For what it’s worth, Google Sheet’s
FORECAST function estimated it to finish in just under a year. 😬
The only reason I could come up with, for it to get slower over time, was that it must be updating the indexes as it inserts into the
user_snps table. I vaguely hoped Postgres’ COPY function would copy the data first and re-index afterwards instead, but evidently it doesn’t. Since we didn’t want to wait a whole year, I aborted the mission and started over. This time, in order to avoid this problem, I took separate dumps of the original database, one in text-format for the schema, one in custom format for the data:
pg_dump --schema-only -Fp snpr > snpr-schema.psql pg_dump --data-only -Fc snpr > snpr-data.psql
I opened the
snpr-schema.psql and commented out the indexes, and while I was at it, the foreign key constraints, of the
user_snps table. I restored the schema and the data on the new machine and ran the commented out bits after the data was imported. The whole process only took a few hours. Unfortunately, I don’t have a graph or an exact time for that. I ran it overnight and it was done the next morning.

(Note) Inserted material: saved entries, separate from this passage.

use axum::{body::Bytes, extract::State, http::header, response::IntoResponse};
use json_patch::{Patch, PatchOperation, ReplaceOperation};
use jsonptr::Pointer;
use k8s_openapi::api::core::v1::Pod;
use kube::core::admission::{AdmissionRequest, AdmissionResponse, AdmissionReview};
use serde_json::Value;
use thiserror::Error;
use tracing::info;

use crate::server::error::ServerError;
use crate::server::registry::RegistryCatalog;
use crate::server::state::AppState;

#[derive(Debug, Error)]
pub enum MutateError {
    /// Malformed admission review envelope or embedded Pod object.
    #[error("failed to decode admission review: {0}")]
    Decode(#[source] serde_json::Error),
    /// The review did not carry an admission request.
    #[error("invalid admission review: {0}")]
    Request(#[source] kube::core::admission::ConvertAdmissionReviewError),
    #[error("failed to serialize patch: {0}")]
    Patch(String),
    #[error("failed to encode admission response: {0}")]
    Encode(#[source] serde_json::Error),
}

/// `POST /mutate` handler. The admission review body is parsed and answered
/// by [`mutate`]; any pipeline error surfaces as a 500 with the error text as
/// the response body.
pub async fn handle_mutate(
    State(state): State<AppState>,
    body: Bytes,
) -> Result<impl IntoResponse, ServerError> {
    let response = mutate(&body, &state.catalog)?;
    Ok(([(header::CONTENT_TYPE, "application/json")], response))
}

/// Run one admission request through the rewrite pipeline.
///
/// Decodes the review envelope, walks the Pod's container collections in
/// fixed order (containers, initContainers, ephemeralContainers), collects a
/// JSON Patch replace operation for every image the catalog rewrites, and
/// encodes the response review. The response always allows the Pod; an image
/// whose registry is not configured is simply left unpatched.
pub fn mutate(body: &[u8], catalog: &RegistryCatalog) -> Result<Vec<u8>, MutateError> {
    let review: AdmissionReview<Pod> =
        serde_json::from_slice(body).map_err(MutateError::Decode)?;
    let request: AdmissionRequest<Pod> = review.try_into().map_err(MutateError::Request)?;

    let mut response = AdmissionResponse::from(&request);
    if let Some(pod) = &request.object {
        info!(
            namespace = pod.metadata.namespace.as_deref().unwrap_or_default(),
            pod = pod_display_name(pod),
            "received mutation request"
        );
        let patch = build_image_patch(pod, catalog);
        response = response
            .with_patch(patch)
            .map_err(|err| MutateError::Patch(err.to_string()))?;
    }

    serde_json::to_vec(&response.into_review()).map_err(MutateError::Encode)
}

/// Build the ordered patch set for a Pod. Patch order follows container
/// array traversal order, which the API server applies positionally.
fn build_image_patch(pod: &Pod, catalog: &RegistryCatalog) -> Patch {
    let mut ops = Vec::new();
    let Some(spec) = &pod.spec else {
        return Patch(ops);
    };

    let namespace = pod.metadata.namespace.as_deref().unwrap_or_default();
    let pod_name = pod_display_name(pod);

    append_rewrites(
        &mut ops,
        spec.containers.iter().map(|c| c.image.as_deref()),
        "containers",
        catalog,
        namespace,
        pod_name,
    );
    if let Some(init_containers) = &spec.init_containers {
        append_rewrites(
            &mut ops,
            init_containers.iter().map(|c| c.image.as_deref()),
            "initContainers",
            catalog,
            namespace,
            pod_name,
        );
    }
    if let Some(ephemeral_containers) = &spec.ephemeral_containers {
        append_rewrites(
            &mut ops,
            ephemeral_containers.iter().map(|c| c.image.as_deref()),
            "ephemeralContainers",
            catalog,
            namespace,
            pod_name,
        );
    }

    Patch(ops)
}

fn append_rewrites<'a>(
    ops: &mut Vec<PatchOperation>,
    images: impl Iterator<Item = Option<&'a str>>,
    collection: &str,
    catalog: &RegistryCatalog,
    namespace: &str,
    pod_name: &str,
) {
    for (index, image) in images.enumerate() {
        let Some(image) = image else { continue };
        let Some(new_image) = catalog.rewrite(image) else {
            continue;
        };
        info!(
            namespace,
            pod = pod_name,
            original = image,
            new = %new_image,
            "patched image"
        );
        let index = index.to_string();
        ops.push(PatchOperation::Replace(ReplaceOperation {
            path: Pointer::new(["spec", collection, index.as_str(), "image"]),
            value: Value::String(new_image),
        }));
    }
}

/// Pods created through generateName may not have a name yet when the
/// webhook sees them.
fn pod_display_name(pod: &Pod) -> &str {
    pod.metadata
        .name
        .as_deref()
        .or(pod.metadata.generate_name.as_deref())
        .unwrap_or_default()
}

#[cfg(test)]
mod tests {
    use super::*;
    use base64::{prelude::BASE64_STANDARD, Engine};
    use k8s_openapi::api::core::v1::{Container, EphemeralContainer, PodSpec};
    use kube::core::ObjectMeta;
    use serde_json::json;

    fn catalog(registries: &[&str], account_id: &str, region: &str) -> RegistryCatalog {
        let registries: Vec<String> = registries.iter().map(|r| r.to_string()).collect();
        RegistryCatalog::new(account_id, region, &registries)
    }

    fn container(name: &str, image: &str) -> Container {
        Container {
            name: name.to_string(),
            image: Some(image.to_string()),
            ..Default::default()
        }
    }

    fn pod(spec: PodSpec) -> Pod {
        Pod {
            metadata: ObjectMeta {
                name: Some("test-pod".to_string()),
                namespace: Some("default".to_string()),
                ..Default::default()
            },
            spec: Some(spec),
            ..Default::default()
        }
    }

    fn review_body(pod: &Pod) -> Vec<u8> {
        let review = json!({
            "apiVersion": "admission.k8s.io/v1",
            "kind": "AdmissionReview",
            "request": {
                "uid": "test-uid",
                "kind": {"group": "", "version": "v1", "kind": "Pod"},
                "resource": {"group": "", "version": "v1", "resource": "pods"},
                "operation": "CREATE",
                "userInfo": {},
                "object": serde_json::to_value(pod).unwrap(),
            },
        });
        serde_json::to_vec(&review).unwrap()
    }

    /// Run a pod through the pipeline and return (response value, ordered
    /// patch operations decoded from the base64 payload).
    fn mutate_pod(pod: &Pod, catalog: &RegistryCatalog) -> (Value, Vec<(String, String)>) {
        let out = mutate(&review_body(pod), catalog).unwrap();
        let review: Value = serde_json::from_slice(&out).unwrap();
        let response = review["response"].clone();
        let patch = BASE64_STANDARD
            .decode(response["patch"].as_str().unwrap())
            .unwrap();
        let ops: Vec<Value> = serde_json::from_slice(&patch).unwrap();
        let ops = ops
            .iter()
            .map(|op| {
                assert_eq!(op["op"], "replace");
                (
                    op["path"].as_str().unwrap().to_string(),
                    op["value"].as_str().unwrap().to_string(),
                )
            })
            .collect();
        (response, ops)
    }

    #[test]
    fn test_containers_are_patched() {
        let catalog = catalog(&["ghcr.io", "docker.io"], "12345", "us-west-2");
        let pod = pod(PodSpec {
            containers: vec![
                container("c-nginx", "nginx"),
                container("c-ghcr", "ghcr.io/owner/image:tag"),
            ],
            ..Default::default()
        });
        let (response, ops) = mutate_pod(&pod, &catalog);
        assert_eq!(response["uid"], "test-uid");
        assert_eq!(response["allowed"], true);
        assert_eq!(response["patchType"], "JSONPatch");
        assert_eq!(
            ops,
            vec![
                (
                    "/spec/containers/0/image".to_string(),
                    "12345.dkr.ecr.us-west-2.amazonaws.com/docker.io/library/nginx".to_string()
                ),
                (
                    "/spec/containers/1/image".to_string(),
                    "12345.dkr.ecr.us-west-2.amazonaws.com/ghcr.io/owner/image:tag".to_string()
                ),
            ]
        );
    }

    #[test]
    fn test_patch_order_spans_all_container_collections() {
        let catalog = catalog(&["docker.io"], "12345", "us-west-2");
        let pod = pod(PodSpec {
            containers: vec![
                container("skipped", "quay.io/org/repo:tag"),
                container("main", "nginx"),
            ],
            init_containers: Some(vec![container("init-1", "owner/init:1.0")]),
            ephemeral_containers: Some(vec![EphemeralContainer {
                name: "debug".to_string(),
                image: Some("busybox".to_string()),
                ..Default::default()
            }]),
            ..Default::default()
        });
        let (_, ops) = mutate_pod(&pod, &catalog);
        let paths: Vec<&str> = ops.iter().map(|(path, _)| path.as_str()).collect();
        // quay.io is not configured: no entry for containers/0
        assert_eq!(
            paths,
            vec![
                "/spec/containers/1/image",
                "/spec/initContainers/0/image",
                "/spec/ephemeralContainers/0/image",
            ]
        );
        assert_eq!(
            ops[1].1,
            "12345.dkr.ecr.us-west-2.amazonaws.com/docker.io/owner/init:1.0"
        );
        assert_eq!(
            ops[2].1,
            "12345.dkr.ecr.us-west-2.amazonaws.com/docker.io/library/busybox"
        );
    }

    #[test]
    fn test_already_rewritten_pod_yields_empty_patch() {
        let catalog = catalog(&["docker.io"], "12345", "us-west-2");
        let pod = pod(PodSpec {
            containers: vec![container(
                "app",
                "12345.dkr.ecr.us-west-2.amazonaws.com/docker.io/library/nginx",
            )],
            ..Default::default()
        });
        let (response, ops) = mutate_pod(&pod, &catalog);
        assert_eq!(response["allowed"], true);
        assert!(ops.is_empty());
    }

    #[test]
    fn test_applying_pipeline_twice_is_a_noop() {
        let catalog = catalog(&["docker.io", "ghcr.io"], "12345", "us-west-2");
        let first = pod(PodSpec {
            containers: vec![container("app", "ghcr.io/owner/image:tag")],
            ..Default::default()
        });
        let (_, ops) = mutate_pod(&first, &catalog);
        assert_eq!(ops.len(), 1);

        // Re-admit the pod with the rewritten image, as happens on restarts.
        let second = pod(PodSpec {
            containers: vec![container("app", &ops[0].1)],
            ..Default::default()
        });
        let (_, ops) = mutate_pod(&second, &catalog);
        assert!(ops.is_empty());
    }

    #[test]
    fn test_container_without_image_is_skipped() {
        let catalog = catalog(&["docker.io"], "12345", "us-west-2");
        let pod = pod(PodSpec {
            containers: vec![
                Container {
                    name: "no-image".to_string(),
                    ..Default::default()
                },
                container("main", "nginx"),
            ],
            ..Default::default()
        });
        let (_, ops) = mutate_pod(&pod, &catalog);
        assert_eq!(ops.len(), 1);
        assert_eq!(ops[0].0, "/spec/containers/1/image");
    }

    #[test]
    fn test_malformed_envelope_is_a_decode_error() {
        let catalog = catalog(&["docker.io"], "12345", "us-west-2");
        let err = mutate(b"not json", &catalog).unwrap_err();
        assert!(matches!(err, MutateError::Decode(_)));
    }

    #[test]
    fn test_malformed_pod_object_is_a_decode_error() {
        let catalog = catalog(&["docker.io"], "12345", "us-west-2");
        let body = serde_json::to_vec(&json!({
            "apiVersion": "admission.k8s.io/v1",
            "kind": "AdmissionReview",
            "request": {
                "uid": "test-uid",
                "kind": {"group": "", "version": "v1", "kind": "Pod"},
                "resource": {"group": "", "version": "v1", "resource": "pods"},
                "operation": "CREATE",
                "userInfo": {},
                "object": {"spec": {"containers": "not-an-array"}},
            },
        }))
        .unwrap();
        let err = mutate(&body, &catalog).unwrap_err();
        assert!(matches!(err, MutateError::Decode(_)));
    }

    #[test]
    fn test_review_without_request_is_rejected() {
        let catalog = catalog(&["docker.io"], "12345", "us-west-2");
        let body = serde_json::to_vec(&json!({
            "apiVersion": "admission.k8s.io/v1",
            "kind": "AdmissionReview",
        }))
        .unwrap();
        let err = mutate(&body, &catalog).unwrap_err();
        assert!(matches!(err, MutateError::Request(_)));
    }
}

When restoring a large Postgres database, import the data before the indexes. The next time I’ll try writing a script for that, unless someone else does it first (*hint*) or it already exists. Additionally, always keeping track of long running processes is a very good idea. Without keeping track of the progress of the import, we wouldn’t have been able to make an informed decision on whether to abort or not. Even better is having a script in place doing that for you, e.g. logging the size of Postgres’ data directory to a file every minute, or have monitoring in place on the machine, keeping track of the disk usage.